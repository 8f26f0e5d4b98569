//! Slice
//!
//! Entering, each lit column of the text travels in from the zone's right
//! edge, one column step per frame, until it reaches its resting place.
//! Blank columns are placed without travelling. Exiting, the left-most lit
//! column travels out through the zone's left edge, one at a time.

use super::{Effect, Frame, Scratch};
use crate::text::Traversal;
use crate::traits::MatrixSurface;
use crate::zone::FsmState;

/// Progress of a slice
#[derive(Debug, Clone, Copy, PartialEq, Eq, Default)]
pub(crate) struct SliceRun {
    /// Next column of the current glyph
    col: usize,
    /// Resting column for the glyph column in flight
    target: i16,
    /// Current position of the column in flight, `None` before it appears
    pos: Option<i16>,
}

pub(crate) struct Slice;

impl Slice {
    fn slice_in<S: MatrixSurface + ?Sized>(
        mut state: FsmState,
        run: &mut SliceRun,
        fx: &mut Frame<'_, '_, S>,
    ) -> FsmState {
        loop {
            match state {
                FsmState::GetNextChar => {
                    if fx.text.fetch_next(fx.surface) == 0 {
                        return FsmState::Pause;
                    }
                    run.col = 0;
                    state = FsmState::PutChar;
                }
                FsmState::PutChar => {
                    if run.target < fx.start() {
                        return FsmState::Pause;
                    }
                    if run.col >= fx.text.glyph().len() {
                        state = FsmState::GetNextChar;
                        continue;
                    }

                    let data = fx.text.glyph().column(run.col);
                    if data == 0 {
                        // nothing to see travelling
                        run.col += 1;
                        run.target -= 1;
                        continue;
                    }

                    let pos = match run.pos {
                        Some(pos) => {
                            fx.blank(pos);
                            pos + 1
                        }
                        None => fx.start(),
                    };
                    fx.put_data(pos, data);

                    if pos >= run.target {
                        run.col += 1;
                        run.target -= 1;
                        run.pos = None;
                    } else {
                        run.pos = Some(pos);
                    }
                    return FsmState::PutChar;
                }
                _ => return FsmState::Pause,
            }
        }
    }

    /// Highest lit column in the zone
    fn leftmost_lit<S: MatrixSurface + ?Sized>(fx: &Frame<'_, '_, S>) -> Option<i16> {
        (fx.start()..=fx.end()).rev().find(|&col| fx.data(col) != 0)
    }
}

impl Effect for Slice {
    fn enter<S: MatrixSurface + ?Sized>(
        &self,
        state: FsmState,
        fx: &mut Frame<'_, '_, S>,
    ) -> FsmState {
        let mut state = state;
        if state == FsmState::Initialise {
            if fx.text.fetch_first(fx.surface, Traversal::Forward) == 0 {
                return FsmState::End;
            }
            *fx.scratch = Scratch::Slice(SliceRun {
                col: 0,
                target: fx.area.limits.first_column(),
                pos: None,
            });
            state = FsmState::PutChar;
        }

        let Scratch::Slice(mut run) = *fx.scratch else {
            return FsmState::Pause;
        };
        let next = Self::slice_in(state, &mut run, fx);
        *fx.scratch = Scratch::Slice(run);
        next
    }

    fn exit<S: MatrixSurface + ?Sized>(
        &self,
        state: FsmState,
        fx: &mut Frame<'_, '_, S>,
    ) -> FsmState {
        if state == FsmState::Pause {
            *fx.scratch = Scratch::Slice(SliceRun::default());
        }
        let Scratch::Slice(mut run) = *fx.scratch else {
            return FsmState::End;
        };

        let pos = match run.pos.or_else(|| Self::leftmost_lit(fx)) {
            Some(pos) => pos,
            None => return FsmState::End,
        };

        let data = fx.data(pos);
        fx.blank(pos);
        if pos < fx.end() {
            fx.put_data(pos + 1, data);
            run.pos = Some(pos + 1);
        } else {
            run.pos = None;
        }
        *fx.scratch = Scratch::Slice(run);

        if run.pos.is_none() && Self::leftmost_lit(fx).is_none() {
            FsmState::End
        } else {
            FsmState::PutChar
        }
    }
}
//! Display surface abstraction
//!
//! The animation engine never talks to a matrix driver directly. Everything
//! it draws goes through [`MatrixSurface`], which a driver crate implements
//! for its column buffer.

mod surface;

pub use surface::{Control, FontData, MatrixSurface, MatrixSurfaceExt, Transform, ROW_COUNT};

◇ ◇ ◇ ◇

EXERCISE GOAL> Word for word, print the listing above once more.

OUTPUT FOR THIS EXERCISE>
repository 8f26f0e5d4b98569
//! Slice
//!
//! Entering, each lit column of the text travels in from the zone's right
//! edge, one column step per frame, until it reaches its resting place.
//! Blank columns are placed without travelling. Exiting, the left-most lit
//! column travels out through the zone's left edge, one at a time.

use super::{Effect, Frame, Scratch};
use crate::text::Traversal;
use crate::traits::MatrixSurface;
use crate::zone::FsmState;

/// Progress of a slice
#[derive(Debug, Clone, Copy, PartialEq, Eq, Default)]
pub(crate) struct SliceRun {
    /// Next column of the current glyph
    col: usize,
    /// Resting column for the glyph column in flight
    target: i16,
    /// Current position of the column in flight, `None` before it appears
    pos: Option<i16>,
}

pub(crate) struct Slice;

impl Slice {
    fn slice_in<S: MatrixSurface + ?Sized>(
        mut state: FsmState,
        run: &mut SliceRun,
        fx: &mut Frame<'_, '_, S>,
    ) -> FsmState {
        loop {
            match state {
                FsmState::GetNextChar => {
                    if fx.text.fetch_next(fx.surface) == 0 {
                        return FsmState::Pause;
                    }
                    run.col = 0;
                    state = FsmState::PutChar;
                }
                FsmState::PutChar => {
                    if run.target < fx.start() {
                        return FsmState::Pause;
                    }
                    if run.col >= fx.text.glyph().len() {
                        state = FsmState::GetNextChar;
                        continue;
                    }

                    let data = fx.text.glyph().column(run.col);
                    if data == 0 {
                        // nothing to see travelling
                        run.col += 1;
                        run.target -= 1;
                        continue;
                    }

                    let pos = match run.pos {
                        Some(pos) => {
                            fx.blank(pos);
                            pos + 1
                        }
                        None => fx.start(),
                    };
                    fx.put_data(pos, data);

                    if pos >= run.target {
                        run.col += 1;
                        run.target -= 1;
                        run.pos = None;
                    } else {
                        run.pos = Some(pos);
                    }
                    return FsmState::PutChar;
                }
                _ => return FsmState::Pause,
            }
        }
    }

    /// Highest lit column in the zone
    fn leftmost_lit<S: MatrixSurface + ?Sized>(fx: &Frame<'_, '_, S>) -> Option<i16> {
        (fx.start()..=fx.end()).rev().find(|&col| fx.data(col) != 0)
    }
}

impl Effect for Slice {
    fn enter<S: MatrixSurface + ?Sized>(
        &self,
        state: FsmState,
        fx: &mut Frame<'_, '_, S>,
    ) -> FsmState {
        let mut state = state;
        if state == FsmState::Initialise {
            if fx.text.fetch_first(fx.surface, Traversal::Forward) == 0 {
                return FsmState::End;
            }
            *fx.scratch = Scratch::Slice(SliceRun {
                col: 0,
                target: fx.area.limits.first_column(),
                pos: None,
            });
            state = FsmState::PutChar;
        }

        let Scratch::Slice(mut run) = *fx.scratch else {
            return FsmState::Pause;
        };
        let next = Self::slice_in(state, &mut run, fx);
        *fx.scratch = Scratch::Slice(run);
        next
    }

    fn exit<S: MatrixSurface + ?Sized>(
        &self,
        state: FsmState,
        fx: &mut Frame<'_, '_, S>,
    ) -> FsmState {
        if state == FsmState::Pause {
            *fx.scratch = Scratch::Slice(SliceRun::default());
        }
        let Scratch::Slice(mut run) = *fx.scratch else {
            return FsmState::End;
        };

        let pos = match run.pos.or_else(|| Self::leftmost_lit(fx)) {
            Some(pos) => pos,
            None => return FsmState::End,
        };

        let data = fx.data(pos);
        fx.blank(pos);
        if pos < fx.end() {
            fx.put_data(pos + 1, data);
            run.pos = Some(pos + 1);
        } else {
            run.pos = None;
        }
        *fx.scratch = Scratch::Slice(run);

        if run.pos.is_none() && Self::leftmost_lit(fx).is_none() {
            FsmState::End
        } else {
            FsmState::PutChar
        }
    }
}
//! Display surface abstraction
//!
//! The animation engine never talks to a matrix driver directly. Everything
//! it draws goes through [`MatrixSurface`], which a driver crate implements
//! for its column buffer.

mod surface;

pub use surface::{Control, FontData, MatrixSurface, MatrixSurfaceExt, Transform, ROW_COUNT};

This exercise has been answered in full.